La mañana del 24 de mayo de 1919, el cuerpo de Nervo fue trasladado del Parque Hotel al cementerio central de Montevideo en preparación de su funeral, que se realizó al día siguiente. Una multitud acompañó el féretro desde el panteón hasta la sede de la Universidad de la República, en la principal avenida de la ciudad, la 18 de Julio. Hubo cortejo militar, marcha fúnebre y coronas de flores blancas por decenas. Personalidades uruguayas tributaron al escritor con vibrante oratoria. Era lunes y el Senado hizo un paréntesis en su agenda para rendirle un homenaje, no solo por ser el “enviado extraordinario y ministro plenipotenciario del Gobierno de México”, sino también por su condición de poeta. Y ahí mismo, el periodista Eduardo Rodríguez Larreta, de El País, llevó a la tribuna de la Cámara la lírica de Nervo y personalmente entonó: “Porque veo al final de mi rudo camino,/ que yo fui el arquitecto de mi propio destino./ […]/ Amé, fui amado, el sol acarició mi faz./ ¡Vida, nada me debes! ¡Vida, estamos en paz!”

Tanto revuelo por el fallecimiento de un poeta extranjero fue insólito, pero razonable. “Era la época del Montevideo romántico. La muerte de Nervo no podía ser vista más que como una señal, un acontecimiento: aquí vienen a morir los poetas”, afirma Néstor Ganduglia, cronista de a pie de Montevideo, que cuenta entre sus historias callejeras el asesinato de la poeta Delmira Agustini, en 1914.

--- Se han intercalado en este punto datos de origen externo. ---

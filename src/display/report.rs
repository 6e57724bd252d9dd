//! Report formatting utilities for terminal output
//!
//! Formats the balance line and the per-category summary.

use tabled::settings::object::Columns;
use tabled::settings::{Alignment, Style};
use tabled::{Table, Tabled};

use crate::models::Money;
use crate::services::{format_signed, SummaryLine};

#[derive(Tabled)]
struct SummaryRow {
    #[tabled(rename = "Category")]
    category: String,
    #[tabled(rename = "Total")]
    total: String,
}

/// Format the balance line, e.g. "Current balance: +120.00 EUR"
pub fn format_balance(balance: Money, currency_label: &str) -> String {
    let amount = format_signed(balance);
    if currency_label.is_empty() {
        format!("Current balance: {}", amount)
    } else {
        format!("Current balance: {} {}", amount, currency_label)
    }
}

/// Format the ranked category summary as a table
pub fn format_summary(lines: &[SummaryLine]) -> String {
    if lines.is_empty() {
        return "No transactions yet.\n".to_string();
    }

    let rows = lines.iter().map(|line| SummaryRow {
        category: line.category.clone(),
        total: format_signed(line.total),
    });

    let mut table = Table::new(rows);
    table.with(Style::psql());
    table.modify(Columns::single(1), Alignment::right());

    format!("{}\n", table)
}

/// Truncate a string to a maximum number of characters with ellipsis
pub fn truncate(s: &str, max_len: usize) -> String {
    if s.chars().count() <= max_len {
        s.to_string()
    } else if max_len <= 3 {
        "...".chars().take(max_len).collect()
    } else {
        let head: String = s.chars().take(max_len - 3).collect();
        format!("{}...", head)
    }
}

#[cfg(test)]
mod tests {
    use super::*;

    #[test]
    fn test_format_balance() {
        assert_eq!(format_balance(Money::from_cents(12000), ""), "Current balance: +120.00");
        assert_eq!(
            format_balance(Money::from_cents(-550), "EUR"),
            "Current balance: -5.50 EUR"
        );
    }

    #[test]
    fn test_format_summary() {
        let lines = vec![
            SummaryLine {
                category: "Salary".into(),
                total: Money::from_cents(20000),
            },
            SummaryLine {
                category: "Groceries".into(),
                total: Money::from_cents(-4000),
            },
        ];

        let output = format_summary(&lines);
        assert!(output.contains("Salary"));
        assert!(output.contains("+200.00"));
        assert!(output.contains("-40.00"));
        assert!(output.find("Salary").unwrap() < output.find("Groceries").unwrap());
    }

    #[test]
    fn test_format_summary_empty() {
        assert_eq!(format_summary(&[]), "No transactions yet.\n");
    }

    #[test]
    fn test_truncate() {
        assert_eq!(truncate("short", 10), "short");
        assert_eq!(truncate("a long description", 9), "a long...");
        assert_eq!(truncate("Продукты на неделю", 11), "Продукты...");
        assert_eq!(truncate("abcdef", 2), "..");
    }
}
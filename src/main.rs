use std::io::stderr;
use std::path::PathBuf;

use anyhow::Result;
use clap::{Parser, Subcommand};
use tracing::level_filters::LevelFilter;
use tracing_subscriber::layer::SubscriberExt;
use tracing_subscriber::util::SubscriberInitExt;
use tracing_subscriber::{fmt, Layer};

use pocket_ledger::cli::{
    handle_audit_command, handle_categories_command, handle_report_command,
    handle_transaction_command, ReportCommands, TransactionCommands,
};
use pocket_ledger::config::{LedgerPaths, Settings};
use pocket_ledger::storage::Storage;

#[derive(Parser)]
#[command(
    name = "pocket",
    version,
    about = "Personal income and expense tracker",
    long_about = "Pocket Ledger records income and expenses in a plain CSV file \
                  and shows the running balance and per-category totals, from \
                  the command line or an interactive terminal UI."
)]
struct Cli {
    /// Ledger CSV file to use instead of the configured one
    #[arg(long, global = true, value_name = "PATH", env = "POCKET_LEDGER_FILE")]
    file: Option<PathBuf>,

    /// Increase log output (-v info, -vv debug, -vvv trace)
    #[arg(short, long, global = true, action = clap::ArgAction::Count)]
    verbose: u8,

    #[command(subcommand)]
    command: Option<Commands>,
}

#[derive(Subcommand)]
enum Commands {
    #[command(flatten)]
    Transaction(TransactionCommands),

    #[command(flatten)]
    Report(ReportCommands),

    /// List the known categories
    Categories,

    /// Show recent audit log entries
    Audit {
        /// Number of entries to show
        #[arg(short = 'n', long, default_value = "20")]
        count: usize,
    },

    /// Show current configuration and paths
    Config {
        /// Write config.json with the current settings if it does not exist
        #[arg(long)]
        init: bool,
    },

    /// Launch the interactive TUI
    #[command(alias = "ui")]
    Tui,
}

fn main() -> Result<()> {
    let cli = Cli::parse();

    let paths = LedgerPaths::new()?;
    let settings = Settings::load_or_create(&paths)?;

    let level = if matches!(cli.command, Some(Commands::Tui)) {
        LevelFilter::ERROR
    } else {
        match cli.verbose {
            0 => parse_log_level(&settings.log_level),
            1 => LevelFilter::INFO,
            2 => LevelFilter::DEBUG,
            _ => LevelFilter::TRACE,
        }
    };
    setup_logging(level);

    let mut storage = Storage::new(&paths, &settings, cli.file)?;

    match cli.command {
        Some(Commands::Transaction(cmd)) => handle_transaction_command(&mut storage, cmd)?,
        Some(Commands::Report(cmd)) => handle_report_command(&storage, &settings, cmd)?,
        Some(Commands::Categories) => handle_categories_command(&storage)?,
        Some(Commands::Audit { count }) => handle_audit_command(&storage, count)?,
        Some(Commands::Config { init }) => {
            if init && !paths.settings_file().exists() {
                settings.save(&paths)?;
                println!("Wrote {}", paths.settings_file().display());
                println!();
            }
            println!("Pocket Ledger Configuration");
            println!("===========================");
            println!("Data directory: {}", paths.base_dir().display());
            println!("Settings file:  {}", paths.settings_file().display());
            println!("Ledger file:    {}", storage.ledger.path().display());
            println!("Audit log:      {}", paths.audit_log().display());
            println!();
            println!("Settings:");
            println!("  Currency label: {}", display_or_none(&settings.currency_label));
            println!("  Audit enabled:  {}", settings.audit_enabled);
            println!("  Log level:      {}", settings.log_level);
        }
        Some(Commands::Tui) => pocket_ledger::tui::run_tui(&mut storage, &settings)?,
        None => {
            println!("Pocket Ledger - income and expense tracker");
            println!();
            println!("Run 'pocket --help' for usage information.");
            println!("Run 'pocket tui' to launch the interactive interface.");
        }
    }

    Ok(())
}

fn display_or_none(value: &str) -> &str {
    if value.is_empty() {
        "(none)"
    } else {
        value
    }
}

fn parse_log_level(level: &str) -> LevelFilter {
    match level.trim().to_lowercase().as_str() {
        "off" => LevelFilter::OFF,
        "trace" => LevelFilter::TRACE,
        "debug" => LevelFilter::DEBUG,
        "info" => LevelFilter::INFO,
        "warn" => LevelFilter::WARN,
        "error" => LevelFilter::ERROR,
        _ => {
            eprintln!("Invalid log level '{}', defaulting to 'warn'", level);
            LevelFilter::WARN
        }
    }
}

fn setup_logging(level: LevelFilter) {
    // stdout carries command output, so logs go to stderr
    let terminal_log = fmt::layer()
        .with_target(false)
        .with_writer(stderr)
        .with_filter(level);

    tracing_subscriber::registry().with(terminal_log).init();
}
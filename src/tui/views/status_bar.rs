//! Status bar view
//!
//! Shows the last status message and key hints

use ratatui::{
    layout::Rect,
    style::{Color, Style},
    text::{Line, Span},
    widgets::Paragraph,
    Frame,
};

use crate::tui::app::App;

const HINTS: &str = " a:Add  d:Delete  j/k:Move  r:Reload  q:Quit ";

/// Render the status bar
pub fn render(frame: &mut Frame, app: &App, area: Rect) {
    let message = app.status_message.as_deref().unwrap_or("");
    let message = format!(" {}", message);

    let used = message.chars().count() + HINTS.chars().count();
    let padding = " ".repeat((area.width as usize).saturating_sub(used).max(1));

    let line = Line::from(vec![
        Span::styled(message, Style::default().fg(Color::Yellow)),
        Span::raw(padding),
        Span::styled(HINTS, Style::default().fg(Color::White)),
    ]);

    frame.render_widget(Paragraph::new(line), area);
}
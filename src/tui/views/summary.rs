//! Category summary panel
//!
//! Per-category totals, largest first, signed by kind.

use ratatui::{
    layout::{Constraint, Rect},
    style::{Color, Modifier, Style},
    widgets::{Block, Borders, Cell, Paragraph, Row, Table},
    Frame,
};

use crate::display::truncate;
use crate::services::{format_signed, ReportService};
use crate::tui::app::App;

/// Render the summary panel
pub fn render(frame: &mut Frame, app: &App, area: Rect) {
    let block = Block::default()
        .title(" By category ")
        .title_style(Style::default().fg(Color::Cyan).add_modifier(Modifier::BOLD))
        .borders(Borders::ALL)
        .border_style(Style::default().fg(Color::DarkGray));

    let lines = ReportService::new(app.storage).ranked_summary();
    if lines.is_empty() {
        let text = Paragraph::new("Nothing yet")
            .block(block)
            .style(Style::default().fg(Color::DarkGray));
        frame.render_widget(text, area);
        return;
    }

    let rows: Vec<Row> = lines
        .iter()
        .map(|line| {
            let color = if line.total.is_negative() {
                Color::Red
            } else {
                Color::Green
            };
            Row::new(vec![
                Cell::from(truncate(&line.category, 16)),
                Cell::from(format_signed(line.total)).style(Style::default().fg(color)),
            ])
        })
        .collect();

    let table = Table::new(rows, [Constraint::Min(10), Constraint::Length(12)]).block(block);
    frame.render_widget(table, area);
}
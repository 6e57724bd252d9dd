//! Money type for representing currency amounts
//!
//! Internally stores amounts in cents (i64) to avoid floating-point precision
//! issues. Provides safe arithmetic operations and formatting.

use serde::{Deserialize, Serialize};
use std::fmt;
use std::ops::{Add, AddAssign, Neg, Sub, SubAssign};

/// Represents a monetary amount stored as cents (hundredths of the currency unit)
#[derive(Debug, Clone, Copy, PartialEq, Eq, PartialOrd, Ord, Hash, Serialize, Deserialize)]
#[serde(transparent)]
pub struct Money(i64);

impl Money {
    /// Create a Money amount from cents
    ///
    /// # Examples
    /// ```
    /// use pocket_ledger::models::Money;
    /// let amount = Money::from_cents(1050); // 10.50
    /// assert_eq!(amount.to_string(), "10.50");
    /// ```
    pub const fn from_cents(cents: i64) -> Self {
        Self(cents)
    }

    /// Create a zero Money amount
    pub const fn zero() -> Self {
        Self(0)
    }

    /// Get the amount in cents
    pub const fn cents(&self) -> i64 {
        self.0
    }

    /// Get the whole units portion (truncated toward zero)
    pub const fn units(&self) -> i64 {
        self.0 / 100
    }

    /// Get the cents portion (0-99)
    pub const fn cents_part(&self) -> i64 {
        (self.0 % 100).abs()
    }

    pub const fn is_zero(&self) -> bool {
        self.0 == 0
    }

    pub const fn is_positive(&self) -> bool {
        self.0 > 0
    }

    pub const fn is_negative(&self) -> bool {
        self.0 < 0
    }

    /// Get the absolute value
    pub const fn abs(&self) -> Self {
        Self(self.0.saturating_abs())
    }

    /// The largest representable amount
    pub const fn max_value() -> Self {
        Self(i64::MAX)
    }

    /// Parse a money amount from a string
    ///
    /// Accepts "10.50", "10,50", "-10.50", "10", ".5". Either `.` or `,` may
    /// be the decimal separator. Digits past the second fractional place are
    /// rounded half away from zero.
    ///
    /// # Examples
    /// ```
    /// use pocket_ledger::models::Money;
    /// assert_eq!(Money::parse("12,50").unwrap().cents(), 1250);
    /// ```
    pub fn parse(s: &str) -> Result<Self, MoneyParseError> {
        let trimmed = s.trim();
        let invalid = || MoneyParseError::InvalidFormat(trimmed.to_string());

        let (negative, body) = if let Some(stripped) = trimmed.strip_prefix('-') {
            (true, stripped)
        } else if let Some(stripped) = trimmed.strip_prefix('+') {
            (false, stripped)
        } else {
            (false, trimmed)
        };

        let body = body.replace(',', ".");
        let (int_part, frac_part) = match body.split_once('.') {
            Some((int_part, frac_part)) => (int_part, frac_part),
            None => (body.as_str(), ""),
        };

        if int_part.is_empty() && frac_part.is_empty() {
            return Err(invalid());
        }
        let all_digits = |part: &str| part.chars().all(|c| c.is_ascii_digit());
        if !all_digits(int_part) || !all_digits(frac_part) {
            return Err(invalid());
        }

        let units: i64 = if int_part.is_empty() {
            0
        } else {
            int_part.parse().map_err(|_| MoneyParseError::OutOfRange)?
        };

        let frac_digits: Vec<i64> = frac_part
            .bytes()
            .map(|b| i64::from(b - b'0'))
            .collect();
        let mut cents = frac_digits.first().copied().unwrap_or(0) * 10
            + frac_digits.get(1).copied().unwrap_or(0);
        if frac_digits.get(2).copied().unwrap_or(0) >= 5 {
            cents += 1;
        }

        let total = units
            .checked_mul(100)
            .and_then(|c| c.checked_add(cents))
            .ok_or(MoneyParseError::OutOfRange)?;

        Ok(Self(if negative { -total } else { total }))
    }
}

impl Default for Money {
    fn default() -> Self {
        Self::zero()
    }
}

/// Renders exactly two fractional digits with no currency symbol
impl fmt::Display for Money {
    fn fmt(&self, f: &mut fmt::Formatter<'_>) -> fmt::Result {
        if self.is_negative() {
            write!(f, "-{}.{:02}", self.units().abs(), self.cents_part())
        } else {
            write!(f, "{}.{:02}", self.units(), self.cents_part())
        }
    }
}

// Arithmetic saturates at the i64 bounds so totals over huge amounts stay
// defined instead of panicking or wrapping.
impl Add for Money {
    type Output = Self;

    fn add(self, other: Self) -> Self {
        Self(self.0.saturating_add(other.0))
    }
}

impl AddAssign for Money {
    fn add_assign(&mut self, other: Self) {
        self.0 = self.0.saturating_add(other.0);
    }
}

impl Sub for Money {
    type Output = Self;

    fn sub(self, other: Self) -> Self {
        Self(self.0.saturating_sub(other.0))
    }
}

impl SubAssign for Money {
    fn sub_assign(&mut self, other: Self) {
        self.0 = self.0.saturating_sub(other.0);
    }
}

impl Neg for Money {
    type Output = Self;

    fn neg(self) -> Self {
        Self(self.0.saturating_neg())
    }
}

/// Sums exactly in i128 and clamps only the final total
impl std::iter::Sum for Money {
    fn sum<I: Iterator<Item = Self>>(iter: I) -> Self {
        let total: i128 = iter.map(|m| i128::from(m.0)).sum();
        Self(total.clamp(i128::from(i64::MIN), i128::from(i64::MAX)) as i64)
    }
}

/// Error type for money parsing
#[derive(Debug, Clone, PartialEq, Eq)]
pub enum MoneyParseError {
    InvalidFormat(String),
    OutOfRange,
}

impl fmt::Display for MoneyParseError {
    fn fmt(&self, f: &mut fmt::Formatter<'_>) -> fmt::Result {
        match self {
            MoneyParseError::InvalidFormat(s) => write!(f, "Invalid money format: {}", s),
            MoneyParseError::OutOfRange => write!(f, "Amount is out of range"),
        }
    }
}

impl std::error::Error for MoneyParseError {}
//! Event handling for the TUI
//!
//! A background thread polls crossterm and forwards key presses, resizes
//! and periodic ticks over a channel. It never touches the ledger.

use crossterm::event::{self, Event as CrosstermEvent, KeyEvent, KeyEventKind};
use std::sync::mpsc;
use std::thread;
use std::time::{Duration, Instant};

/// Terminal events
#[derive(Debug, Clone)]
pub enum Event {
    /// Key press event
    Key(KeyEvent),
    /// Terminal resize
    Resize(u16, u16),
    /// Tick event for periodic updates
    Tick,
}

/// Event handler for terminal events
pub struct EventHandler {
    receiver: mpsc::Receiver<Event>,
    #[allow(dead_code)]
    handler: thread::JoinHandle<()>,
}

impl EventHandler {
    /// Create a new event handler with the specified tick rate
    pub fn new(tick_rate: Duration) -> Self {
        let (sender, receiver) = mpsc::channel();
        let handler = thread::spawn(move || {
            let mut last_tick = Instant::now();
            loop {
                let timeout = tick_rate
                    .checked_sub(last_tick.elapsed())
                    .unwrap_or(Duration::ZERO);

                // A poll or read failure means the terminal is gone
                let ready = match event::poll(timeout) {
                    Ok(ready) => ready,
                    Err(_) => return,
                };

                if ready {
                    let forwarded = match event::read() {
                        Ok(CrosstermEvent::Key(key)) if key.kind == KeyEventKind::Press => {
                            Some(Event::Key(key))
                        }
                        Ok(CrosstermEvent::Resize(width, height)) => {
                            Some(Event::Resize(width, height))
                        }
                        Ok(_) => None,
                        Err(_) => return,
                    };
                    if let Some(event) = forwarded {
                        if sender.send(event).is_err() {
                            return;
                        }
                    }
                }

                if last_tick.elapsed() >= tick_rate {
                    if sender.send(Event::Tick).is_err() {
                        return;
                    }
                    last_tick = Instant::now();
                }
            }
        });

        Self { receiver, handler }
    }

    /// Get the next event (blocking)
    pub fn next(&self) -> Result<Event, mpsc::RecvError> {
        self.receiver.recv()
    }
}

impl Default for EventHandler {
    fn default() -> Self {
        Self::new(Duration::from_millis(250))
    }
}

El mismo día que pisó la capital uruguaya, el 16 de mayo, el mexicano declamó en el Ateneo, un espacio oval, con una cúpula monumental que hace notable el edificio neoclásico-romántico en el centro de la ciudad, todavía hoy, a 119 años de su construcción.

Allí, ante unas 300 personas, poco después de las nueve de la noche y de pie en un estrado semicircular, Nervo hizo una breve introducción de sí mismo como portador de una auténtica “embajada del corazón”. Se dirigió a las mujeres para asegurarles que sus versos de amor nacían y terminaban en ellas. No dijo mucho más. Después habló, según sus propias palabras, “de la única manera en que puedo hacerlo: con poesía”.

En el libro de actas del Ateneo, su presidente, Claudio Williman, conmovido, escribió esa misma noche: “Con voz de limpidez extraordinaria, sin asperezas, con acento espiritualizado y sereno, dejó oír sus mejores poemas. Sus ademanes concretos y suaves acompañaban la dicción como una misma cosa”. Nervo quedó bajo una “tempestad de aplausos”.

Días después, la noticia de la muerte del poeta conmocionó también a la vecina Buenos Aires, donde La Nación, ya para entonces un periódico de renombre, solía publicar los escritos del mexicano desde sus años en Europa. La Prensa, la competencia periodística en la capital argentina, dio los detalles de su agonía como ningún otro diario. Con lujo de detalle reportó el sufrimiento del nayarita.

Algunos en Montevideo, como Pedro Manini Ríos, un político destacado de la época, se enteraron de primera mano de aquellos amargos momentos. “A mi abuelo le escuché decir que se agarraba a un crucifijo y a la trenza de Cecilia”, su “amada inmóvil”, recordó Hugo Manini Ríos, evocando a la española que amó a Nervo en el completo sigilo, viviendo en París y Madrid.

El buque Uruguay transportó el cadáver del Poeta de América, escoltado por uno argentino. Zarparon del puerto de Montevideo en septiembre y tres meses después llegaron a México. Circulan versiones que no hacen sino engrandecer la leyenda de Nervo; sostienen que en cada puerto se unió un barco y que al llegar a Veracruz iba acompañado por una cauda de naves. Sería un poco frívolo decir que Nervo fue un rockstar mediático en el temprano siglo XX. Pero la verdad es que no hay uno de ellos capaz de haber tenido un final de tan fastuosas dimensiones.